*EXERCISE REQUIREMENTS:* All of the entries are to be returned word for word.

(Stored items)
■ ■ ■ ■ ■ ■ ■
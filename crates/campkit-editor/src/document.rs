//! The map document: one campsite plan and its placed modules

use campkit_core::geometry::{MapBounds, Size};
use chrono::{DateTime, Utc};
use serde::{Deserialize, Serialize};
use serde_json::{Map, Value};
use uuid::Uuid;

use crate::model::Module;

fn default_scale() -> f64 {
    1.0
}

fn default_image_size() -> Size {
    Size::new(2000.0, 2000.0)
}

/// A campsite plan document.
///
/// `modules` keeps insertion order; paint order is resolved at query
/// time by sorting on `z_index` (ties break by insertion order). The
/// wire form uses camelCase keys and ISO-8601 dates.
#[derive(Debug, Clone, PartialEq, Serialize, Deserialize)]
#[serde(rename_all = "camelCase")]
pub struct MapDocument {
    pub id: Uuid,
    pub name: String,
    #[serde(default)]
    pub description: String,
    /// Pixel size of the background plan image.
    #[serde(default = "default_image_size")]
    pub image_size: Size,
    /// Plan units per meter, for display only.
    #[serde(default = "default_scale")]
    pub scale: f64,
    #[serde(default)]
    pub bounds: MapBounds,
    #[serde(default)]
    pub modules: Vec<Module>,
    /// Document fields the engine does not interpret.
    #[serde(default)]
    pub metadata: Map<String, Value>,
    #[serde(default = "Utc::now")]
    pub created_at: DateTime<Utc>,
    #[serde(default = "Utc::now")]
    pub updated_at: DateTime<Utc>,
}

impl MapDocument {
    pub fn new(name: impl Into<String>) -> Self {
        let now = Utc::now();
        Self {
            id: Uuid::new_v4(),
            name: name.into(),
            description: String::new(),
            image_size: default_image_size(),
            scale: 1.0,
            bounds: MapBounds::default(),
            modules: Vec::new(),
            metadata: Map::new(),
            created_at: now,
            updated_at: now,
        }
    }
}

impl Default for MapDocument {
    fn default() -> Self {
        Self::new("Untitled Map")
    }
}
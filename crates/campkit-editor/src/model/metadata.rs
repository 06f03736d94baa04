//! Module metadata bag
//!
//! The engine only understands the `name` field; everything else
//! (pricing, capacity, hookup details) belongs to outer layers and is
//! carried through opaquely so round-trips never lose data.

use serde::{Deserialize, Serialize};
use serde_json::{Map, Value};

/// Metadata attached to a module.
#[derive(Debug, Clone, Default, PartialEq, Serialize, Deserialize)]
pub struct ModuleMetadata {
    /// Display label; empty means "use the kind's name".
    #[serde(default, skip_serializing_if = "String::is_empty")]
    pub name: String,

    /// Fields the engine does not interpret, preserved verbatim.
    #[serde(flatten)]
    pub extra: Map<String, Value>,
}

impl ModuleMetadata {
    pub fn named(name: impl Into<String>) -> Self {
        Self {
            name: name.into(),
            extra: Map::new(),
        }
    }

    pub fn is_empty(&self) -> bool {
        self.name.is_empty() && self.extra.is_empty()
    }
}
■ ■ ■ ■ ■ ■ ■
*COMPLETED EXERCISE:*
filename crates/campkit-editor/src/document.rs
//! The map document: one campsite plan and its placed modules

use campkit_core::geometry::{MapBounds, Size};
use chrono::{DateTime, Utc};
use serde::{Deserialize, Serialize};
use serde_json::{Map, Value};
use uuid::Uuid;

use crate::model::Module;

fn default_scale() -> f64 {
    1.0
}

fn default_image_size() -> Size {
    Size::new(2000.0, 2000.0)
}

/// A campsite plan document.
///
/// `modules` keeps insertion order; paint order is resolved at query
/// time by sorting on `z_index` (ties break by insertion order). The
/// wire form uses camelCase keys and ISO-8601 dates.
#[derive(Debug, Clone, PartialEq, Serialize, Deserialize)]
#[serde(rename_all = "camelCase")]
pub struct MapDocument {
    pub id: Uuid,
    pub name: String,
    #[serde(default)]
    pub description: String,
    /// Pixel size of the background plan image.
    #[serde(default = "default_image_size")]
    pub image_size: Size,
    /// Plan units per meter, for display only.
    #[serde(default = "default_scale")]
    pub scale: f64,
    #[serde(default)]
    pub bounds: MapBounds,
    #[serde(default)]
    pub modules: Vec<Module>,
    /// Document fields the engine does not interpret.
    #[serde(default)]
    pub metadata: Map<String, Value>,
    #[serde(default = "Utc::now")]
    pub created_at: DateTime<Utc>,
    #[serde(default = "Utc::now")]
    pub updated_at: DateTime<Utc>,
}

impl MapDocument {
    pub fn new(name: impl Into<String>) -> Self {
        let now = Utc::now();
        Self {
            id: Uuid::new_v4(),
            name: name.into(),
            description: String::new(),
            image_size: default_image_size(),
            scale: 1.0,
            bounds: MapBounds::default(),
            modules: Vec::new(),
            metadata: Map::new(),
            created_at: now,
            updated_at: now,
        }
    }
}

impl Default for MapDocument {
    fn default() -> Self {
        Self::new("Untitled Map")
    }
}
filename crates/campkit-editor/src/model/metadata.rs
repository 06f03736d94baa04
//! Module metadata bag
//!
//! The engine only understands the `name` field; everything else
//! (pricing, capacity, hookup details) belongs to outer layers and is
//! carried through opaquely so round-trips never lose data.

use serde::{Deserialize, Serialize};
use serde_json::{Map, Value};

/// Metadata attached to a module.
#[derive(Debug, Clone, Default, PartialEq, Serialize, Deserialize)]
pub struct ModuleMetadata {
    /// Display label; empty means "use the kind's name".
    #[serde(default, skip_serializing_if = "String::is_empty")]
    pub name: String,

    /// Fields the engine does not interpret, preserved verbatim.
    #[serde(flatten)]
    pub extra: Map<String, Value>,
}

impl ModuleMetadata {
    pub fn named(name: impl Into<String>) -> Self {
        Self {
            name: name.into(),
            extra: Map::new(),
        }
    }

    pub fn is_empty(&self) -> bool {
        self.name.is_empty() && self.extra.is_empty()
    }
}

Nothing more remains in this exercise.